Por Antônio Roberto Gerin

 Quando se trata de assistir a um filme baseado em fatos históricos, temos, em primeiro lugar, que ficar atentos à veracidade desses fatos. Nem sempre se projeta nas telas o que aconteceu. Então, um alerta. Um filme não é um livro de história. A ficção exige seus voos de cruzeiro. Ela precisa se distanciar da realidade para construir sua narrativa, seus ritmos, suas tensões e seus clímax. O espectador tem que ter a percepção de que ele está assistindo a uma fábula, não a um documentário. Portanto, sugerimos. Nada de comparações. Nada de apontar o dedo. Ah, não foi assim que aconteceu! Neste diapasão, afirmamos que o belo RAINHA CRISTINA (99’), direção de Rouben Mamoulian, EUA (1933), não é diferente. É mais um daqueles filmes que se aproveitam da História para se tornarem um grande filme. Baseado na misteriosa e controversa Rainha da Suécia, que reinou entre 1632 e 1654, em pleno apogeu da guerra dos Trinta Anos, Rainha Cristina está mais preocupado com os dilemas pessoais da soberana do que com os conchavos palacianos. Estes existem, sempre, mas não definem quem de fato foi esta mulher de personalidade poderosa. Cristina foi a rainha que subverteu certos protocolos. Posicionou-se contra o espírito belicoso sueco, contra o uso do povo para fins políticos, ela amava a paz, o conhecimento e a cultura, e desprezava a ignorância. Rainha que após sua abdicação, vagou por trinta e cinco anos por uma Europa que a admirava, que colecionou obras de arte, criou teatros, estabeleceu uma relação íntima com o Vaticano, a ponto de ser uma das três únicas mulheres a estarem enterradas em seus subsolos.
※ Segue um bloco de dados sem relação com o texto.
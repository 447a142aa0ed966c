//! Cluster capability interface: discovery-cached dynamic GET/APPLY/DELETE.

#![forbid(unsafe_code)]

use std::collections::HashMap;
use std::sync::RwLock;

use async_trait::async_trait;
use kube::{
    api::{Api, DeleteParams, Patch, PatchParams, PostParams},
    core::{ApiResource, DynamicObject, GroupVersionKind},
    discovery::{Discovery, Scope},
    Client,
};
use metrics::counter;
use once_cell::sync::Lazy;
use serde::{Deserialize, Serialize};
use serde_json::Value;
use tokio::sync::OnceCell;
use tracing::{debug, info, warn};

use rekon_core::{unstructured, ObjMeta};

#[derive(Debug, thiserror::Error)]
pub enum ClusterError {
    #[error("unknown resource type: {0}")]
    UnknownType(String),
    #[error("cluster config: {0}")]
    Config(String),
    #[error("api: {0}")]
    Api(String),
}

/// Dry-run strategy for mutating calls.
#[derive(Debug, Clone, Copy, Default, PartialEq, Eq, Serialize, Deserialize)]
#[serde(rename_all = "lowercase")]
pub enum DryRun {
    #[default]
    None,
    /// No cluster mutation at all; outcomes derived from live lookups.
    Client,
    /// The request is sent with the server dry-run option.
    Server,
}

impl DryRun {
    pub fn is_dry(&self) -> bool {
        !matches!(self, DryRun::None)
    }
}

/// Options threaded into every apply dispatch.
#[derive(Debug, Clone)]
pub struct ApplyParams {
    pub server_side: bool,
    pub force_conflicts: bool,
    pub field_manager: String,
    pub dry_run: DryRun,
}

impl Default for ApplyParams {
    fn default() -> Self {
        Self {
            server_side: false,
            force_conflicts: false,
            field_manager: "rekon".to_string(),
            dry_run: DryRun::None,
        }
    }
}

/// Deletion propagation, defaulting to background cascading.
#[derive(Debug, Clone, Copy, Default, PartialEq, Eq, Serialize, Deserialize)]
pub enum PropagationPolicy {
    #[default]
    Background,
    Foreground,
    Orphan,
}

impl PropagationPolicy {
    fn to_kube(self) -> kube::api::PropagationPolicy {
        match self {
            PropagationPolicy::Background => kube::api::PropagationPolicy::Background,
            PropagationPolicy::Foreground => kube::api::PropagationPolicy::Foreground,
            PropagationPolicy::Orphan => kube::api::PropagationPolicy::Orphan,
        }
    }
}

/// The narrow cluster surface the engine consumes. One implementation talks
/// to a real API server; tests swap in a mock.
#[async_trait]
pub trait ClusterClient: Send + Sync {
    /// Fetch a live object, or None when it does not exist.
    async fn get(&self, id: &ObjMeta, version: Option<&str>) -> Result<Option<Value>, ClusterError>;

    /// Reconcile one object: server-side apply when configured, otherwise a
    /// create-or-merge against the live state. Returns the live result.
    async fn apply(&self, obj: &Value, params: &ApplyParams) -> Result<Value, ClusterError>;

    /// Delete an object. Returns false when it was already gone.
    async fn delete(
        &self,
        id: &ObjMeta,
        propagation: PropagationPolicy,
        dry_run: bool,
    ) -> Result<bool, ClusterError>;
}

// Reuse a single kube Client across calls to avoid repeated TLS/config setup.
static KUBE_CLIENT: OnceCell<Client> = OnceCell::const_new();

async fn get_kube_client() -> Result<Client, ClusterError> {
    KUBE_CLIENT
        .get_or_try_init(|| async {
            Client::try_default().await.map_err(|e| ClusterError::Config(e.to_string()))
        })
        .await
        .map(|c| c.clone())
}

// Discovery cache: "group/Kind" -> (ApiResource, namespaced)
static DISCOVERY_CACHE: Lazy<RwLock<HashMap<String, (ApiResource, bool)>>> =
    Lazy::new(|| RwLock::new(HashMap::new()));

fn cache_key(group: &str, kind: &str) -> String {
    format!("{group}/{kind}")
}

async fn find_api_resource(
    client: Client,
    group: &str,
    kind: &str,
) -> Result<(ApiResource, bool), ClusterError> {
    let key = cache_key(group, kind);
    if let Some((ar, ns)) = DISCOVERY_CACHE.read().unwrap().get(&key).cloned() {
        return Ok((ar, ns));
    }
    info!(group, kind, "discovery cache miss; running discovery");
    let discovery = Discovery::new(client)
        .run()
        .await
        .map_err(|e| ClusterError::Api(e.to_string()))?;
    {
        let mut cache = DISCOVERY_CACHE.write().unwrap();
        for g in discovery.groups() {
            for (ar, caps) in g.recommended_resources() {
                let namespaced = matches!(caps.scope, Scope::Namespaced);
                cache.insert(cache_key(&ar.group, &ar.kind), (ar.clone(), namespaced));
            }
        }
    }
    DISCOVERY_CACHE
        .read()
        .unwrap()
        .get(&key)
        .cloned()
        .ok_or_else(|| ClusterError::UnknownType(format!("{group}/{kind}")))
}

/// Kube-backed implementation of the capability interface.
#[derive(Debug, Default)]
pub struct KubeCluster;

impl KubeCluster {
    pub fn new() -> Self {
        Self
    }

    async fn mapping(
        &self,
        group: &str,
        kind: &str,
        version: Option<&str>,
    ) -> Result<(ApiResource, bool), ClusterError> {
        let client = get_kube_client().await?;
        let (ar, namespaced) = find_api_resource(client, group, kind).await?;
        match version {
            Some(v) if v != ar.version => {
                // Pin a non-preferred version; scope carries over.
                let gvk = GroupVersionKind {
                    group: group.to_string(),
                    version: v.to_string(),
                    kind: kind.to_string(),
                };
                Ok((ApiResource::from_gvk(&gvk), namespaced))
            }
            _ => Ok((ar, namespaced)),
        }
    }

    async fn dynamic_api(
        &self,
        group: &str,
        kind: &str,
        version: Option<&str>,
        namespace: &str,
    ) -> Result<Api<DynamicObject>, ClusterError> {
        let client = get_kube_client().await?;
        let (ar, namespaced) = self.mapping(group, kind, version).await?;
        let api = if namespaced && !namespace.is_empty() {
            Api::namespaced_with(client, namespace, &ar)
        } else {
            Api::all_with(client, &ar)
        };
        Ok(api)
    }
}

#[async_trait]
impl ClusterClient for KubeCluster {
    async fn get(&self, id: &ObjMeta, version: Option<&str>) -> Result<Option<Value>, ClusterError> {
        let api = self.dynamic_api(&id.group, &id.kind, version, &id.namespace).await?;
        counter!("cluster_get_total", 1u64);
        let obj = api.get_opt(&id.name).await.map_err(|e| ClusterError::Api(e.to_string()))?;
        match obj {
            Some(o) => {
                let v = serde_json::to_value(&o).map_err(|e| ClusterError::Api(e.to_string()))?;
                Ok(Some(v))
            }
            None => Ok(None),
        }
    }

    async fn apply(&self, obj: &Value, params: &ApplyParams) -> Result<Value, ClusterError> {
        let (group, version) = unstructured::group_version(obj);
        let name = unstructured::name(obj).to_string();
        let api = self
            .dynamic_api(group, unstructured::kind(obj), Some(version), unstructured::namespace(obj))
            .await?;
        let server_dry = matches!(params.dry_run, DryRun::Server);

        if params.server_side {
            let pp = PatchParams {
                dry_run: server_dry,
                force: params.force_conflicts,
                field_manager: Some(params.field_manager.clone()),
                ..Default::default()
            };
            debug!(name = %name, dry_run = server_dry, "server-side apply");
            let live = api
                .patch(&name, &pp, &Patch::Apply(obj))
                .await
                .map_err(|e| ClusterError::Api(e.to_string()))?;
            counter!("cluster_apply_total", 1u64);
            return serde_json::to_value(&live).map_err(|e| ClusterError::Api(e.to_string()));
        }

        // Client-side path: create when absent, merge-patch over live state.
        let existing =
            api.get_opt(&name).await.map_err(|e| ClusterError::Api(e.to_string()))?;
        let live = match existing {
            None => {
                let pp = PostParams {
                    dry_run: server_dry,
                    field_manager: Some(params.field_manager.clone()),
                };
                let dyn_obj: DynamicObject = serde_json::from_value(obj.clone())
                    .map_err(|e| ClusterError::Api(format!("invalid object: {e}")))?;
                debug!(name = %name, dry_run = server_dry, "create");
                api.create(&pp, &dyn_obj).await.map_err(|e| ClusterError::Api(e.to_string()))?
            }
            Some(_) => {
                let pp = PatchParams {
                    dry_run: server_dry,
                    field_manager: Some(params.field_manager.clone()),
                    ..Default::default()
                };
                debug!(name = %name, dry_run = server_dry, "merge patch");
                api.patch(&name, &pp, &Patch::Merge(obj))
                    .await
                    .map_err(|e| ClusterError::Api(e.to_string()))?
            }
        };
        counter!("cluster_apply_total", 1u64);
        serde_json::to_value(&live).map_err(|e| ClusterError::Api(e.to_string()))
    }

    async fn delete(
        &self,
        id: &ObjMeta,
        propagation: PropagationPolicy,
        dry_run: bool,
    ) -> Result<bool, ClusterError> {
        let api = self.dynamic_api(&id.group, &id.kind, None, &id.namespace).await?;
        let dp = DeleteParams {
            dry_run,
            propagation_policy: Some(propagation.to_kube()),
            ..Default::default()
        };
        match api.delete(&id.name, &dp).await {
            Ok(_) => {
                counter!("cluster_delete_total", 1u64);
                Ok(true)
            }
            Err(kube::Error::Api(ae)) if ae.code == 404 => {
                debug!(id = %id, "delete target already gone");
                Ok(false)
            }
            Err(e) => {
                warn!(id = %id, error = %e, "delete failed");
                Err(ClusterError::Api(e.to_string()))
            }
        }
    }
}

pub mod mock {
    //! In-memory cluster for tests.

    use std::sync::Mutex;

    use super::*;

    #[derive(Default)]
    struct MockState {
        objects: HashMap<ObjMeta, Value>,
        get_count: usize,
        applied: Vec<ObjMeta>,
        deleted: Vec<ObjMeta>,
    }

    /// A `ClusterClient` over a guarded map. Applied objects get a synthetic
    /// uid and a bumped generation, like an API server would.
    #[derive(Default)]
    pub struct MockCluster {
        state: Mutex<MockState>,
    }

    impl MockCluster {
        pub fn new() -> Self {
            Self::default()
        }

        pub fn with_objects(objs: impl IntoIterator<Item = Value>) -> Self {
            let mock = Self::new();
            for obj in objs {
                mock.seed(obj);
            }
            mock
        }

        pub fn seed(&self, obj: Value) {
            let id = unstructured::obj_meta(&obj).unwrap();
            self.state.lock().unwrap().objects.insert(id, obj);
        }

        pub fn get_count(&self) -> usize {
            self.state.lock().unwrap().get_count
        }

        pub fn applied_ids(&self) -> Vec<ObjMeta> {
            self.state.lock().unwrap().applied.clone()
        }

        pub fn deleted_ids(&self) -> Vec<ObjMeta> {
            self.state.lock().unwrap().deleted.clone()
        }

        pub fn live(&self, id: &ObjMeta) -> Option<Value> {
            self.state.lock().unwrap().objects.get(id).cloned()
        }
    }

    #[async_trait]
    impl ClusterClient for MockCluster {
        async fn get(
            &self,
            id: &ObjMeta,
            _version: Option<&str>,
        ) -> Result<Option<Value>, ClusterError> {
            let mut state = self.state.lock().unwrap();
            state.get_count += 1;
            Ok(state.objects.get(id).cloned())
        }

        async fn apply(&self, obj: &Value, params: &ApplyParams) -> Result<Value, ClusterError> {
            let id = unstructured::obj_meta(obj)
                .map_err(|e| ClusterError::Api(e.to_string()))?;
            let mut state = self.state.lock().unwrap();
            let prev_generation =
                state.objects.get(&id).map(unstructured::generation).unwrap_or(0);
            let mut live = obj.clone();
            if let Some(meta) = live.get_mut("metadata").and_then(|m| m.as_object_mut()) {
                meta.entry("uid".to_string())
                    .or_insert_with(|| Value::String(format!("uid-{}", id.name)));
                meta.insert("generation".to_string(), Value::from(prev_generation + 1));
            }
            if !matches!(params.dry_run, DryRun::Server) {
                state.objects.insert(id.clone(), live.clone());
            }
            state.applied.push(id);
            Ok(live)
        }

        async fn delete(
            &self,
            id: &ObjMeta,
            _propagation: PropagationPolicy,
            dry_run: bool,
        ) -> Result<bool, ClusterError> {
            let mut state = self.state.lock().unwrap();
            let existed = state.objects.contains_key(id);
            if !dry_run {
                state.objects.remove(id);
            }
            if existed {
                state.deleted.push(id.clone());
            }
            Ok(existed)
        }
    }
}

#[cfg(test)]
mod tests {
    use super::mock::MockCluster;
    use super::*;
    use serde_json::json;

    fn pod(name: &str) -> Value {
        json!({"apiVersion": "v1", "kind": "Pod", "metadata": {"name": name, "namespace": "ns"}})
    }

    #[tokio::test]
    async fn mock_apply_assigns_uid_and_generation() {
        let mock = MockCluster::new();
        let live = mock.apply(&pod("a"), &ApplyParams::default()).await.unwrap();
        assert_eq!(unstructured::uid(&live), "uid-a");
        assert_eq!(unstructured::generation(&live), 1);
        let live = mock.apply(&pod("a"), &ApplyParams::default()).await.unwrap();
        assert_eq!(unstructured::generation(&live), 2);
    }

    #[tokio::test]
    async fn mock_server_dry_run_does_not_persist() {
        let mock = MockCluster::new();
        let params = ApplyParams { dry_run: DryRun::Server, ..Default::default() };
        mock.apply(&pod("a"), &params).await.unwrap();
        let id = ObjMeta::new("", "Pod", "ns", "a").unwrap();
        assert!(mock.get(&id, None).await.unwrap().is_none());
    }

    #[tokio::test]
    async fn mock_delete_reports_missing() {
        let mock = MockCluster::with_objects([pod("a")]);
        let id = ObjMeta::new("", "Pod", "ns", "a").unwrap();
        assert!(mock.delete(&id, PropagationPolicy::Background, false).await.unwrap());
        assert!(!mock.delete(&id, PropagationPolicy::Background, false).await.unwrap());
    }
}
Que mulher foi esta, caro espectador?! Só outra mulher, tão sueca quanto, tão misteriosa e tão poderosa quanto poderia encarná-la nas telas. Sim. Greta Garbo.

Cristina tinha apenas seis anos de idade quando foi, após a morte do pai, Gustavo II, coroada rainha da Suécia. Herdeira única, educada desde bebê para ocupar o trono, o fez com total desenvoltura e competência. Foi amada e admirada por seus súditos. No entanto, já na fase adulta, preferiu a mulher à rainha, o ser humano ao símbolo, as artes e o conhecimento à espada. Suas opções e opiniões pessoais começaram a entrar em embates com seu papel de rainha. Preocupada que estava com o domínio bélico sobre a Europa, a nobreza sueca não teve tempo de olhar para onde a rainha queria de fato conduzi-los. Desde muito cedo se viu envolvida com as questões da Corte, por quem sacrificou sua infância, adolescência e boa parte da juventude, o que torna compreensível seu desejo de abdicar ao trono e se dedicar àquilo de que realmente gostava. Apesar das objeções da nobreza sueca, assim o fez, em 1654, quando tinha apenas vinte e oito anos de idade.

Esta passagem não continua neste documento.